The Elba DPU has the following inline IPsec encryption/decryption features:

  • Programmable AES-GCM inline encryption/decryption offload support in P4-Ingress and P4-Egress pipelines.
  • Supports ESP (Encapsulating Security Payload) and AH (Authentication Header) protocols.
  • The Inline-crypto blocks (IS block) are positioned next to the P4I and P4E engines. There is one IS block after P4I (between the P4I deparser and PB), and another identical IS block after P4E (between the P4E deparser and PB).
  • P4I and P4E can access these engines for inline, line-rate performance encryption. The IS block supports AES-GCM 128/256 bit Key symmetric algorithms for IPsec/DTLS-like packet-based encryption use cases. In this case, the packet stays in the packet buffer while the IS block encrypts/decrypts the packet in place; therefore, no redirection/copy to memory is required.

The IPsec_GW reference pipeline demonstrates the following features:

  • Supports IPsec fragmentation/reassembly, and IPSec reassembly Idle Aging.
  • Supports UDP encapsulation (can be enabled/disabled).
  • Implements stateless IPsec, and supports both IPsec-tunnel and IPsec-transport modes. IPsec mode is configurable per tunnel.
  • Both IPsec tunnel and transport modes are using ESP protocol.
  • For encryption, the tunnel index is derived from the packet vlan-id.
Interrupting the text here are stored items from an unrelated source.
//! CSV article source.
//!
//! Expects a header row with `headline`, `date`, and `content` columns
//! (`published_at` and `raw_content` are accepted as aliases). Empty cells
//! become missing values; the pre-validation step decides what to drop.

use newsalign_core::{ArticleRecord, ArticleSource, SourceError};
use serde::Deserialize;
use std::io::Read;
use std::path::{Path, PathBuf};

#[derive(Debug, Deserialize)]
struct ArticleRow {
    #[serde(default)]
    headline: Option<String>,
    #[serde(default, alias = "published_at")]
    date: Option<String>,
    #[serde(default, alias = "raw_content")]
    content: Option<String>,
}

impl From<ArticleRow> for ArticleRecord {
    fn from(row: ArticleRow) -> Self {
        Self {
            headline: row.headline.unwrap_or_default(),
            published_at: row.date,
            raw_content: row.content,
        }
    }
}

/// Reads article records from a CSV file.
#[derive(Debug, Clone)]
pub struct CsvArticleSource {
    path: PathBuf,
}

impl CsvArticleSource {
    pub fn new(path: impl Into<PathBuf>) -> Self {
        Self { path: path.into() }
    }

    pub fn path(&self) -> &Path {
        &self.path
    }

    /// Parse article records from any reader.
    pub fn parse<R: Read>(reader: R) -> Result<Vec<ArticleRecord>, SourceError> {
        let mut rdr = csv::ReaderBuilder::new()
            .trim(csv::Trim::Fields)
            .flexible(true)
            .from_reader(reader);

        let mut records = Vec::new();
        for (i, row) in rdr.deserialize::<ArticleRow>().enumerate() {
            let row = row.map_err(|e| SourceError::MalformedRecord {
                line: e
                    .position()
                    .map(|p| p.line())
                    .unwrap_or(i as u64 + 2),
                reason: e.to_string(),
            })?;
            records.push(row.into());
        }
        Ok(records)
    }
}

impl ArticleSource for CsvArticleSource {
    fn name(&self) -> &str {
        "csv_articles"
    }

    fn fetch_articles(&self) -> Result<Vec<ArticleRecord>, SourceError> {
        let file = std::fs::File::open(&self.path).map_err(|e| SourceError::Io {
            path: self.path.display().to_string(),
            reason: e.to_string(),
        })?;
        Self::parse(file)
    }
}
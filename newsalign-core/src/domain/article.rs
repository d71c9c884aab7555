//! Article records as they move through pre-validation and scoring.

use serde::{Deserialize, Serialize};

/// Raw article as produced by an article source.
///
/// Date and content are optional: a source reports what it found and the
/// pre-validation step decides whether the record is usable.
#[derive(Debug, Clone, PartialEq, Serialize, Deserialize)]
pub struct ArticleRecord {
    pub headline: String,
    /// Publication timestamp exactly as the source reported it.
    pub published_at: Option<String>,
    pub raw_content: Option<String>,
}

impl ArticleRecord {
    pub fn new(
        headline: impl Into<String>,
        published_at: Option<&str>,
        raw_content: Option<&str>,
    ) -> Self {
        Self {
            headline: headline.into(),
            published_at: published_at.map(str::to_string),
            raw_content: raw_content.map(str::to_string),
        }
    }
}

/// An article that passed pre-validation: it has a date and non-blank content.
///
/// The date is still the raw string; parsing happens in the aggregator so an
/// unparsable value surfaces as an error instead of a silent drop.
#[derive(Debug, Clone, PartialEq, Serialize, Deserialize)]
pub struct ValidArticle {
    pub headline: String,
    pub published_at: String,
    pub raw_content: String,
}

/// A valid article with its cleaned text and polarity score in [-1, 1].
#[derive(Debug, Clone, PartialEq, Serialize, Deserialize)]
pub struct ScoredArticle {
    pub headline: String,
    pub published_at: String,
    pub raw_content: String,
    pub cleaned_content: String,
    pub sentiment: f64,
}

impl ScoredArticle {
    pub fn from_valid(article: ValidArticle, cleaned_content: String, sentiment: f64) -> Self {
        Self {
            headline: article.headline,
            published_at: article.published_at,
            raw_content: article.raw_content,
            cleaned_content,
            sentiment,
        }
    }
}
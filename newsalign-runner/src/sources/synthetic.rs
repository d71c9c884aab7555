//! Synthetic market data for development and tests.
//!
//! A random walk from 100.0 on weekdays, seeded from the ticker so the same
//! ticker always yields the same bars. Reports carry a synthetic flag.

use chrono::{Datelike, NaiveDate, Weekday};
use newsalign_core::{DailyMarketBar, DataSource, MarketDataSource, SourceError};
use rand::rngs::StdRng;
use rand::{Rng, SeedableRng};

#[derive(Debug, Clone, Copy, Default)]
pub struct SyntheticBarSource;

impl SyntheticBarSource {
    pub fn new() -> Self {
        Self
    }

    pub fn generate(ticker: &str, start: NaiveDate, end: NaiveDate) -> Vec<DailyMarketBar> {
        let seed: [u8; 32] = *blake3::hash(ticker.as_bytes()).as_bytes();
        let mut rng = StdRng::from_seed(seed);

        let mut bars = Vec::new();
        let mut price = 100.0_f64;
        let mut current = start;

        while current <= end {
            if matches!(current.weekday(), Weekday::Sat | Weekday::Sun) {
                current += chrono::Duration::days(1);
                continue;
            }

            let daily_return: f64 = rng.gen_range(-0.03..0.03);
            let open = price;
            let close = price * (1.0 + daily_return);
            let high = open.max(close) * (1.0 + rng.gen_range(0.0..0.01));
            let low = open.min(close) * (1.0 - rng.gen_range(0.0..0.01));
            let volume = rng.gen_range(500_000..5_000_000u64);

            bars.push(DailyMarketBar {
                date: current,
                open,
                high,
                low,
                close,
                volume,
            });

            price = close;
            current += chrono::Duration::days(1);
        }

        bars
    }
}

impl MarketDataSource for SyntheticBarSource {
    fn name(&self) -> &str {
        "synthetic"
    }

    fn kind(&self) -> DataSource {
        DataSource::Synthetic
    }

    fn fetch_daily_bars(
        &self,
        ticker: &str,
        start: NaiveDate,
        end: NaiveDate,
    ) -> Result<Vec<DailyMarketBar>, SourceError> {
        let bars = Self::generate(ticker, start, end);
        if bars.is_empty() {
            return Err(SourceError::EmptyRange {
                ticker: ticker.to_string(),
                start,
                end,
            });
        }
        Ok(bars)
    }
}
The tunnel table contains the IPsec mode and Encrypt-SA index to encrypt the packet.
  • For decryption, a static entry needs to be programmed for each tunnel in the IPsec_decrypt_sa_lookup table by dp-app to handle the decryption.
  • VXLAN and IPv6 packets are not supported in the IPsec_GW reference pipeline and are dropped in the P4 pipeline.
  • Encryption of encapsulated packet, anti-reply and 64-bit ESN support is not added/verified.
  • Flow-based forwarding is not supported.

The following crypto offloads are supported:

  • AES-GSM/XTS Crypto/Decrypt
  • SHA3-256
  • SHA3-384/512
  • PKE, DRBG, TLS 1.1 & 1.3